Hydrocarbons are composed of a chain of carbon atoms, saturated by hydrogen atoms. Volatile oils have shorter chains. Fats have longer chain lengths, and waxes have extremely long chains.

Carbon cycle

Main article: carbon cycle

Under terrestrial conditions, conversion of one isotope to another is very rare. Therefore, for practical purposes, the amount of carbon on Earth is constant. Thus processes that use carbon must obtain it from somewhere, and dispose of it somewhere. The paths that carbon follows in the environment are called the carbon cycle. For example, plants draw carbon dioxide out of the environments and use it to build biomass. Some of this biomass is eaten by animals, where some of it is exhaled as carbon dioxide. The carbon cycle is considerably more complicated than this short loop; for example, some carbon dioxide is dissolved in the oceans; dead plant or animal matter may become sedimentary rock, and so forth.

Isotopes

Carbon has two stable, naturally-occurring isotopes: carbon-12, or 12C, (98.89%) and carbon-13, or 13C, (1.11%), and one unstable, naturally-occurring, radioisotope; carbon-14 or 14C. There are 15 known isotopes of carbon and the shortest-lived of these is 8C which decays through proton emission and alpha decay. It has a half-life of 1.98739x10-21 s.
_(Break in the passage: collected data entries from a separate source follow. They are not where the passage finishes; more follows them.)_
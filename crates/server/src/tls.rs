// SPDX-License-Identifier: BUSL-1.1
// Copyright (c) 2026 Alfred Jean LLC

//! TLS adapter over a synchronous sans-IO engine.
//!
//! The engine's read/write callbacks run inside a non-yieldable frame, so
//! they only ever see already-buffered bytes and report would-block by
//! returning partial results. All actual waiting happens out here on the
//! cooperative scheduler: the handshake loops `step` and yields between
//! steps, and every long-running loop checks both the peer-closed flag and
//! the server stop token, aborting with "closed".

use std::io::{Read, Write};
use std::net::SocketAddr;
use std::sync::Arc;
use std::time::Duration;

use bytes::Bytes;
use tokio::io::{AsyncReadExt, AsyncWriteExt};
use tokio::net::TcpStream;
use tokio_util::sync::CancellationToken;

use crate::chunk::ChunkBuffer;
use crate::transport::{Transport, TransportError, MAX_ATTEMPTS, MAX_LINE_CHUNKS, READ_CHUNK};

/// Result of one `process_packets` call.
pub struct TlsIoState {
    pub plaintext_bytes: usize,
    pub peer_closed: bool,
}

/// Contract imposed on the TLS engine: a synchronous state machine that
/// never blocks and never yields. Ciphertext moves through `read_tls` /
/// `write_tls`; plaintext through the paired plaintext calls.
pub trait TlsSession {
    fn is_handshaking(&self) -> bool;
    fn wants_read(&self) -> bool;
    fn wants_write(&self) -> bool;

    /// Feed ciphertext from the wire. `Ok(0)` means the input was empty.
    fn read_tls(&mut self, input: &mut dyn Read) -> std::io::Result<usize>;

    /// Drain ciphertext for the wire.
    fn write_tls(&mut self, output: &mut dyn Write) -> std::io::Result<usize>;

    fn process_packets(&mut self) -> Result<TlsIoState, TransportError>;

    /// Decrypted application bytes. `WouldBlock` means none are available
    /// yet; `Ok(0)` means the peer sent close-notify.
    fn read_plaintext(&mut self, buf: &mut [u8]) -> std::io::Result<usize>;

    fn write_plaintext(&mut self, data: &[u8]) -> std::io::Result<usize>;

    fn send_close_notify(&mut self);
}

/// Creates one session per accepted connection.
pub trait SessionFactory {
    fn create(&self) -> Result<Box<dyn TlsSession>, TransportError>;
}

/// The stock engine: rustls server sessions.
pub struct RustlsFactory {
    config: Arc<rustls::ServerConfig>,
}

impl RustlsFactory {
    pub fn new(config: Arc<rustls::ServerConfig>) -> Self {
        Self { config }
    }
}

impl SessionFactory for RustlsFactory {
    fn create(&self) -> Result<Box<dyn TlsSession>, TransportError> {
        let conn = rustls::ServerConnection::new(Arc::clone(&self.config))
            .map_err(|e| TransportError::Tls(e.to_string()))?;
        Ok(Box::new(RustlsSession { conn }))
    }
}

struct RustlsSession {
    conn: rustls::ServerConnection,
}

impl TlsSession for RustlsSession {
    fn is_handshaking(&self) -> bool {
        self.conn.is_handshaking()
    }

    fn wants_read(&self) -> bool {
        self.conn.wants_read()
    }

    fn wants_write(&self) -> bool {
        self.conn.wants_write()
    }

    fn read_tls(&mut self, input: &mut dyn Read) -> std::io::Result<usize> {
        self.conn.read_tls(input)
    }

    fn write_tls(&mut self, output: &mut dyn Write) -> std::io::Result<usize> {
        self.conn.write_tls(output)
    }

    fn process_packets(&mut self) -> Result<TlsIoState, TransportError> {
        let state = self
            .conn
            .process_new_packets()
            .map_err(|e| TransportError::Tls(e.to_string()))?;
        Ok(TlsIoState {
            plaintext_bytes: state.plaintext_bytes_to_read(),
            peer_closed: state.peer_has_closed(),
        })
    }

    fn read_plaintext(&mut self, buf: &mut [u8]) -> std::io::Result<usize> {
        self.conn.reader().read(buf)
    }

    fn write_plaintext(&mut self, data: &[u8]) -> std::io::Result<usize> {
        self.conn.writer().write(data)
    }

    fn send_close_notify(&mut self) {
        self.conn.send_close_notify();
    }
}

/// Socket-shaped adapter over a TLS session plus the raw socket.
pub struct TlsTransport {
    sock: TcpStream,
    sess: Box<dyn TlsSession>,
    buf: ChunkBuffer,
    stop: CancellationToken,
    timeout: Option<Duration>,
    peer: Option<SocketAddr>,
    /// Flipped when the peer closes, during handshake or after; every
    /// adapter loop observes it.
    closed: bool,
}

impl TlsTransport {
    pub fn new(sock: TcpStream, sess: Box<dyn TlsSession>, stop: CancellationToken) -> Self {
        let peer = sock.peer_addr().ok();
        Self { sock, sess, buf: ChunkBuffer::new(), stop, timeout: None, peer, closed: false }
    }

    /// Drive the handshake cooperatively, yielding between engine steps.
    /// `cap` bounds the number of steps.
    pub async fn handshake(&mut self, cap: u32) -> Result<(), TransportError> {
        let mut attempts: u32 = 0;
        while self.sess.is_handshaking() {
            attempts += 1;
            if attempts > cap {
                return Err(TransportError::HandshakeTimeout { attempts, cap });
            }
            if self.stop.is_cancelled() || self.closed {
                return Err(TransportError::Closed);
            }
            if self.sess.wants_write() {
                self.flush_tls().await?;
            } else if self.sess.wants_read() {
                self.pump_ciphertext().await?;
            }
            tokio::task::yield_now().await;
        }
        // Flush any handshake tail (e.g. the final flight or tickets).
        self.flush_tls().await?;
        Ok(())
    }

    /// Write pending ciphertext to the socket until the engine is drained.
    async fn flush_tls(&mut self) -> Result<(), TransportError> {
        while self.sess.wants_write() {
            let mut out = Vec::new();
            self.sess.write_tls(&mut out)?;
            if out.is_empty() {
                break;
            }
            self.sock.write_all(&out).await?;
        }
        Ok(())
    }

    /// One socket read fed into the engine. Flips `closed` when the peer
    /// goes away at the raw layer.
    async fn pump_ciphertext(&mut self) -> Result<(), TransportError> {
        let timeout = self.timeout;
        let mut cipher = vec![0u8; READ_CHUNK];
        let n = match timeout {
            Some(t) => tokio::time::timeout(t, self.sock.read(&mut cipher))
                .await
                .map_err(|_| TransportError::Timeout)??,
            None => self.sock.read(&mut cipher).await?,
        };
        if n == 0 {
            self.closed = true;
            return Err(TransportError::Closed);
        }
        let mut input = &cipher[..n];
        while !input.is_empty() {
            if self.sess.read_tls(&mut input)? == 0 {
                break;
            }
            let state = self.sess.process_packets()?;
            if state.peer_closed {
                self.closed = true;
            }
        }
        Ok(())
    }

    /// Move decrypted bytes into the chunk buffer; `Ok(0)` is EOF.
    async fn fill(&mut self) -> Result<usize, TransportError> {
        loop {
            if self.stop.is_cancelled() {
                return Err(TransportError::Closed);
            }
            let mut plain = vec![0u8; READ_CHUNK];
            match self.sess.read_plaintext(&mut plain) {
                Ok(0) => {
                    // Clean close-notify, or nothing decrypted yet.
                    if self.closed {
                        return Ok(0);
                    }
                }
                Ok(n) => {
                    plain.truncate(n);
                    self.buf.append(Bytes::from(plain));
                    return Ok(n);
                }
                Err(e) if e.kind() == std::io::ErrorKind::WouldBlock => {}
                Err(e) => return Err(TransportError::Io(e)),
            }
            if self.closed {
                return Ok(0);
            }
            if self.sess.wants_write() {
                self.flush_tls().await?;
            }
            match self.pump_ciphertext().await {
                Ok(()) => {}
                Err(TransportError::Closed) => return Ok(0),
                Err(e) => return Err(e),
            }
        }
    }
}

impl Transport for TlsTransport {
    async fn poke(&mut self) -> Result<(), TransportError> {
        while self.buf.is_empty() {
            if self.fill().await? == 0 {
                return Err(TransportError::Closed);
            }
        }
        Ok(())
    }

    async fn recv_line(&mut self) -> Result<Bytes, TransportError> {
        let mut chunks = 0usize;
        for _ in 0..MAX_ATTEMPTS {
            if let Some(line) = self.buf.take_line() {
                return Ok(line);
            }
            chunks += 1;
            if chunks > MAX_LINE_CHUNKS {
                return Err(TransportError::MaxIterations);
            }
            if self.fill().await? == 0 {
                return Err(TransportError::Closed);
            }
        }
        Err(TransportError::MaxIterations)
    }

    fn try_line(&mut self) -> Option<Bytes> {
        self.buf.take_line()
    }

    async fn recv_exact(&mut self, n: usize) -> Result<Bytes, TransportError> {
        for _ in 0..MAX_ATTEMPTS {
            if self.buf.len() >= n {
                return Ok(self.buf.consume(n));
            }
            if self.fill().await? == 0 {
                return Err(TransportError::Closed);
            }
        }
        Err(TransportError::MaxIterations)
    }

    async fn recv_all(&mut self) -> Result<Bytes, TransportError> {
        while self.fill().await? > 0 {}
        Ok(self.buf.consume_all())
    }

    async fn send(&mut self, data: &[u8]) -> Result<(), TransportError> {
        if self.stop.is_cancelled() || self.closed {
            return Err(TransportError::Closed);
        }
        let mut written = 0;
        while written < data.len() {
            written += self.sess.write_plaintext(&data[written..])?;
            self.flush_tls().await?;
        }
        Ok(())
    }

    async fn close(&mut self) {
        self.sess.send_close_notify();
        let _ = self.flush_tls().await;
        let _ = self.sock.shutdown().await;
    }

    fn set_timeout(&mut self, timeout: Option<Duration>) {
        self.timeout = timeout;
    }

    fn peer_addr(&self) -> Option<SocketAddr> {
        self.peer
    }
}

#[cfg(test)]
#[path = "tls_tests.rs"]
mod tests;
In 1961 the International Union of Pure and Applied Chemistry adopted the isotope carbon-12 as the basis for atomic weights.

Carbon-14 has a half-life of 5700 y and has been used extensively for radiocarbon dating wood, archaeological sites and specimens.

Precautions

Carbon is relatively safe. Inhalation of fine soot in large quantities can be dangerous. Carbon may catch fire at very high temperatures and burn vigorously (as in the Windscale fire).

There are a tremendous number of carbon compounds; some are lethally poisonous (cyanide, CN-), some are essential to life (dextrose), and some are both (carbon dioxide, CO2).